A "semiotic domain" is a set of practices that communicate distinctive types of meaning. You can learn facts without learning a new semiotic domain. This involves a) learning to experience the world in new ways b) potential to join this group/affiliation c) gaining resources to prepare for future learning in that and related domains. These three things make up active learning, but you can go beyond active learning to critical learning. This involves thinking about the domain at a "meta" level as a complex system of interrelated parts, and how to innovate meanings within the domain.
Identities are very important to learning. Students bring in their identities including what type of learner they are (i.e. "I'm not good at science), you strive to make them see themselves as a type of mini-scientist or historian (etc.), and there's the relationship/transition between the two. This is like a gamer's real-world identity, the virtual identity, and the relationship between the two. This last one is called the "projective identity," and is how you project your real-world identity onto the virtual identity, or how you project your past identity onto your identity as a scientist. If the learner can get to the projective identity, they learn they have the capacity to make the virtual identity part of their real-world identity. He points out this is more magical than any video game. All learning involves taking on a new identity.

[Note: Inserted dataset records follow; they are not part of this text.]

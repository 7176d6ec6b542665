//! libsql-backed assignment table

use std::fmt::Debug;
use std::path::Path;
use std::sync::Arc;
use std::time::Duration;

use chrono::{DateTime, Utc};
use libsql::{Builder, Connection, Database, params};
use shardmaster_membership::Host;
use tokio::sync::Mutex;
use tracing::debug;

use crate::{AssignmentDelta, ShardAssignment, StoreError};

static CREATE_TABLE_SQL: &str = include_str!("../sql/create_assignments_table.sql");
static CREATE_DATASET_INDEX_SQL: &str = include_str!("../sql/create_dataset_index.sql");
static CREATE_SHARD_INDEX_SQL: &str = include_str!("../sql/create_shard_index.sql");
static INSERT_SQL: &str = include_str!("../sql/insert_assignment.sql");
static REFRESH_SQL: &str = include_str!("../sql/refresh_assignment.sql");
static DELETE_SQL: &str = include_str!("../sql/delete_assignment.sql");
static SELECT_DATASET_SQL: &str = include_str!("../sql/select_dataset_assignments.sql");
static SELECT_SHARD_HOSTS_SQL: &str = include_str!("../sql/select_shard_hosts.sql");

/// Durable table of current shard assignments.
///
/// The store is the only mutable shared resource of the control plane: all
/// mutation goes through [`Self::apply_delta`], which commits one dataset's
/// changes as a unit. Deltas are serialized through a single-writer lock and
/// each runs on its own connection, so clones of the store can commit distinct
/// datasets concurrently and reads never join an open transaction. Reads after
/// a committed delta observe the new state.
#[derive(Clone)]
pub struct AssignmentStore {
    database: Arc<Database>,
    connection: Connection,
    write_guard: Arc<Mutex<()>>,
    staleness_threshold: chrono::Duration,
}

impl Debug for AssignmentStore {
    fn fmt(&self, f: &mut std::fmt::Formatter<'_>) -> std::fmt::Result {
        f.debug_struct("AssignmentStore").finish()
    }
}

impl AssignmentStore {
    /// Open the database at `path` and bootstrap the schema if absent.
    ///
    /// Rows older than `staleness_threshold` are reported stale by
    /// [`Self::is_stale`].
    ///
    /// # Errors
    ///
    /// Returns an error if the database cannot be opened or the schema cannot
    /// be created.
    pub async fn connect(
        path: impl AsRef<Path> + Send,
        staleness_threshold: Duration,
    ) -> Result<Self, StoreError> {
        let database = Builder::new_local(path).build().await?;
        let connection = database.connect()?;

        // WAL persists in the database file and lets reads on this connection
        // proceed while a delta commits on a writer connection.
        connection.query("PRAGMA journal_mode = WAL", ()).await?;

        for statement in [CREATE_TABLE_SQL, CREATE_DATASET_INDEX_SQL, CREATE_SHARD_INDEX_SQL] {
            connection.execute(statement, ()).await?;
        }

        Ok(Self {
            database: Arc::new(database),
            connection,
            write_guard: Arc::new(Mutex::new(())),
            staleness_threshold: chrono::Duration::from_std(staleness_threshold)
                .unwrap_or(chrono::Duration::MAX),
        })
    }

    /// All assignment rows for one dataset, ordered by shard path and host.
    ///
    /// # Errors
    ///
    /// Returns an error if the query fails or a row cannot be decoded.
    pub async fn current_assignments(
        &self,
        dataset: &str,
    ) -> Result<Vec<ShardAssignment>, StoreError> {
        let mut rows = self
            .connection
            .query(SELECT_DATASET_SQL, params![dataset])
            .await?;

        let mut assignments = Vec::new();
        while let Some(row) = rows.next().await? {
            let shard_path = row.get::<String>(0)?;
            let host = row.get::<String>(1)?;
            let last_updated = row.get::<i64>(2)?;
            assignments.push(ShardAssignment::new(
                dataset,
                shard_path,
                parse_host(&host)?,
                parse_timestamp(last_updated)?,
            ));
        }

        Ok(assignments)
    }

    /// The hosts currently assigned to one shard, ordered by host.
    ///
    /// Unknown shards yield an empty list.
    ///
    /// # Errors
    ///
    /// Returns an error if the query fails or a row cannot be decoded.
    pub async fn shard_hosts(
        &self,
        dataset: &str,
        shard_path: &str,
    ) -> Result<Vec<Host>, StoreError> {
        let mut rows = self
            .connection
            .query(SELECT_SHARD_HOSTS_SQL, params![dataset, shard_path])
            .await?;

        let mut hosts = Vec::new();
        while let Some(row) = rows.next().await? {
            hosts.push(parse_host(&row.get::<String>(0)?)?);
        }

        Ok(hosts)
    }

    /// Commit one dataset's additions, refreshes and deletions as a unit.
    ///
    /// # Errors
    ///
    /// Returns an error if the transaction fails; no partial delta is ever
    /// visible.
    pub async fn apply_delta(
        &self,
        dataset: &str,
        delta: &AssignmentDelta,
    ) -> Result<(), StoreError> {
        // One writer at a time, on a dedicated connection. A transaction on
        // the shared read connection would be joined by any concurrent
        // statement on a clone of this store.
        let _guard = self.write_guard.lock().await;
        let connection = self.database.connect()?;
        let transaction = connection.transaction().await?;

        for row in &delta.deletions {
            transaction
                .execute(
                    DELETE_SQL,
                    params![dataset, row.shard_path.clone(), row.assigned_host.to_string()],
                )
                .await?;
        }

        for row in &delta.refreshes {
            transaction
                .execute(
                    REFRESH_SQL,
                    params![
                        dataset,
                        row.shard_path.clone(),
                        row.assigned_host.to_string(),
                        row.last_updated.timestamp_millis()
                    ],
                )
                .await?;
        }

        for row in &delta.additions {
            transaction
                .execute(
                    INSERT_SQL,
                    params![
                        dataset,
                        row.shard_path.clone(),
                        row.assigned_host.to_string(),
                        row.last_updated.timestamp_millis()
                    ],
                )
                .await?;
        }

        transaction.commit().await?;

        debug!(
            "committed delta for dataset {}: +{} ~{} -{}",
            dataset,
            delta.additions.len(),
            delta.refreshes.len(),
            delta.deletions.len()
        );
        Ok(())
    }

    /// Whether a row's age exceeds the staleness threshold at `now`.
    pub fn is_stale(&self, row: &ShardAssignment, now: DateTime<Utc>) -> bool {
        now.signed_duration_since(row.last_updated) > self.staleness_threshold
    }
}

fn parse_host(text: &str) -> Result<Host, StoreError> {
    text.parse::<Host>()
        .map_err(|e| StoreError::CorruptRow(e.to_string()))
}

fn parse_timestamp(millis: i64) -> Result<DateTime<Utc>, StoreError> {
    DateTime::from_timestamp_millis(millis)
        .ok_or_else(|| StoreError::CorruptRow(format!("timestamp out of range: {millis}")))
}

#[cfg(test)]
mod tests {
    use super::*;

    const HOUR: Duration = Duration::from_secs(3600);

    async fn store_in(dir: &tempfile::TempDir) -> AssignmentStore {
        AssignmentStore::connect(dir.path().join("assignments.db"), HOUR)
            .await
            .unwrap()
    }

    fn row(dataset: &str, shard: &str, host: &str, at: DateTime<Utc>) -> ShardAssignment {
        ShardAssignment::new(dataset, shard, Host::new(host, 9000), at)
    }

    #[tokio::test]
    async fn test_schema_bootstrap_is_idempotent() {
        let dir = tempfile::tempdir().unwrap();
        let now = Utc::now();

        let store = store_in(&dir).await;
        store
            .apply_delta(
                "events",
                &AssignmentDelta {
                    additions: vec![row("events", "events/shard.0", "h1", now)],
                    ..Default::default()
                },
            )
            .await
            .unwrap();
        drop(store);

        // Reconnecting re-runs the bootstrap and keeps existing rows.
        let store = store_in(&dir).await;
        assert_eq!(store.current_assignments("events").await.unwrap().len(), 1);
    }

    #[tokio::test]
    async fn test_apply_and_read_back() {
        let dir = tempfile::tempdir().unwrap();
        let store = store_in(&dir).await;
        let now = Utc::now();

        let rows = vec![
            row("events", "events/shard.0", "h1", now),
            row("events", "events/shard.0", "h2", now),
            row("events", "events/shard.1", "h1", now),
        ];
        store
            .apply_delta(
                "events",
                &AssignmentDelta {
                    additions: rows.clone(),
                    ..Default::default()
                },
            )
            .await
            .unwrap();

        let read = store.current_assignments("events").await.unwrap();
        assert_eq!(read.len(), 3);
        assert_eq!(
            store
                .shard_hosts("events", "events/shard.0")
                .await
                .unwrap(),
            vec![Host::new("h1", 9000), Host::new("h2", 9000)]
        );
        assert!(
            store
                .shard_hosts("events", "events/shard.9")
                .await
                .unwrap()
                .is_empty()
        );
    }

    #[tokio::test(flavor = "multi_thread", worker_threads = 4)]
    async fn test_concurrent_deltas_commit_independently() {
        let dir = tempfile::tempdir().unwrap();
        let store = store_in(&dir).await;
        let now = Utc::now();

        let mut tasks = Vec::new();
        for n in 0..8 {
            let store = store.clone();
            tasks.push(tokio::spawn(async move {
                let dataset = format!("ds{n}");
                let delta = AssignmentDelta {
                    additions: vec![
                        row(&dataset, &format!("{dataset}/shard.0"), "h1", now),
                        row(&dataset, &format!("{dataset}/shard.0"), "h2", now),
                    ],
                    ..Default::default()
                };
                store.apply_delta(&dataset, &delta).await.unwrap();
            }));
        }
        for task in tasks {
            task.await.unwrap();
        }

        for n in 0..8 {
            let dataset = format!("ds{n}");
            assert_eq!(store.current_assignments(&dataset).await.unwrap().len(), 2);
        }
    }

    #[tokio::test]
    async fn test_deltas_are_scoped_to_their_dataset() {
        let dir = tempfile::tempdir().unwrap();
        let store = store_in(&dir).await;
        let now = Utc::now();

        store
            .apply_delta(
                "events",
                &AssignmentDelta {
                    additions: vec![row("events", "events/shard.0", "h1", now)],
                    ..Default::default()
                },
            )
            .await
            .unwrap();
        store
            .apply_delta(
                "metrics",
                &AssignmentDelta {
                    additions: vec![row("metrics", "metrics/shard.0", "h2", now)],
                    ..Default::default()
                },
            )
            .await
            .unwrap();

        store
            .apply_delta(
                "events",
                &AssignmentDelta {
                    deletions: vec![row("events", "events/shard.0", "h1", now)],
                    ..Default::default()
                },
            )
            .await
            .unwrap();

        assert!(store.current_assignments("events").await.unwrap().is_empty());
        assert_eq!(store.current_assignments("metrics").await.unwrap().len(), 1);
    }

    #[tokio::test]
    async fn test_refresh_bumps_last_updated() {
        let dir = tempfile::tempdir().unwrap();
        let store = store_in(&dir).await;
        let old = Utc::now() - chrono::Duration::hours(2);
        let now = Utc::now();

        store
            .apply_delta(
                "events",
                &AssignmentDelta {
                    additions: vec![row("events", "events/shard.0", "h1", old)],
                    ..Default::default()
                },
            )
            .await
            .unwrap();

        store
            .apply_delta(
                "events",
                &AssignmentDelta {
                    refreshes: vec![row("events", "events/shard.0", "h1", now)],
                    ..Default::default()
                },
            )
            .await
            .unwrap();

        let read = store.current_assignments("events").await.unwrap();
        assert_eq!(read.len(), 1);
        assert!(!store.is_stale(&read[0], now));
    }

    #[tokio::test]
    async fn test_is_stale_boundary() {
        let dir = tempfile::tempdir().unwrap();
        let store = store_in(&dir).await;
        let now = Utc::now();

        let over = row(
            "events",
            "events/shard.0",
            "h1",
            now - chrono::Duration::seconds(3601),
        );
        let fresh = row("events", "events/shard.0", "h1", now);

        assert!(store.is_stale(&over, now));
        assert!(!store.is_stale(&fresh, now));
    }
}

Video games are good at creating "psychosocial moratoriums," which are important to learning. They are spaces where the real-world consequences of mistakes are reduced while they learn how to move or interact with the new material. Learners must be enticed to try, put lots of effort into learning, and achieve some meaningful success. Video games offer lots of opportunities to practice, while schools don't. This practice is often repetitive, but it forces players to apply knowledge to new situations (called "transfer"), and punishes players who have a "routinized mastery." Learners should always be required to operate at the outer edge of their resources, that way the tasks will be doable, but very challenging.
Good games offer and accept multiple solutions to each problem. Players get clues, make hypotheses, test them out, then reform their hypotheses and apply them to new situations. This is how they form patterns, which is what all learning is.
Practice needs to be carefully mixed with overt telling. You can't just let the students go off on their own and expect them to learn. You can do this by periodically assessing their progress, give feedback/lecture, then let them continue.
Learning is a very social activity, just like gaming. While seeking patterns, a person asks other people, reads books, interacts with tools/technologies. They usually share what they have learned, eventually with a group. Otherwise that person has no way to know if the patterns they have formed are real. who will normalize or police their views if they deviate too far from the norm of the group. When there is a disagreement, there is a dialog (more social sharing of information). This interaction and ability to use tools is important in the real-world, yet our schools test what's in the learner's brain rather than what they can do when the use the tools.
Good video games not only allow for consuming, but producing as well. Players can modify worlds, create maps, post on online bulletin boards, and communicate tips and opinions.
Instead of saying video games are a waste of time, we should be looking into why people will spend so many hours learning how to play a game without feeling the same enthusiasm for school. In video games, "hard" is often good, while "easy" is often bad. The argument in this book isn't that good things are necessarily being learned, rather that good learning often occurs during video game playing.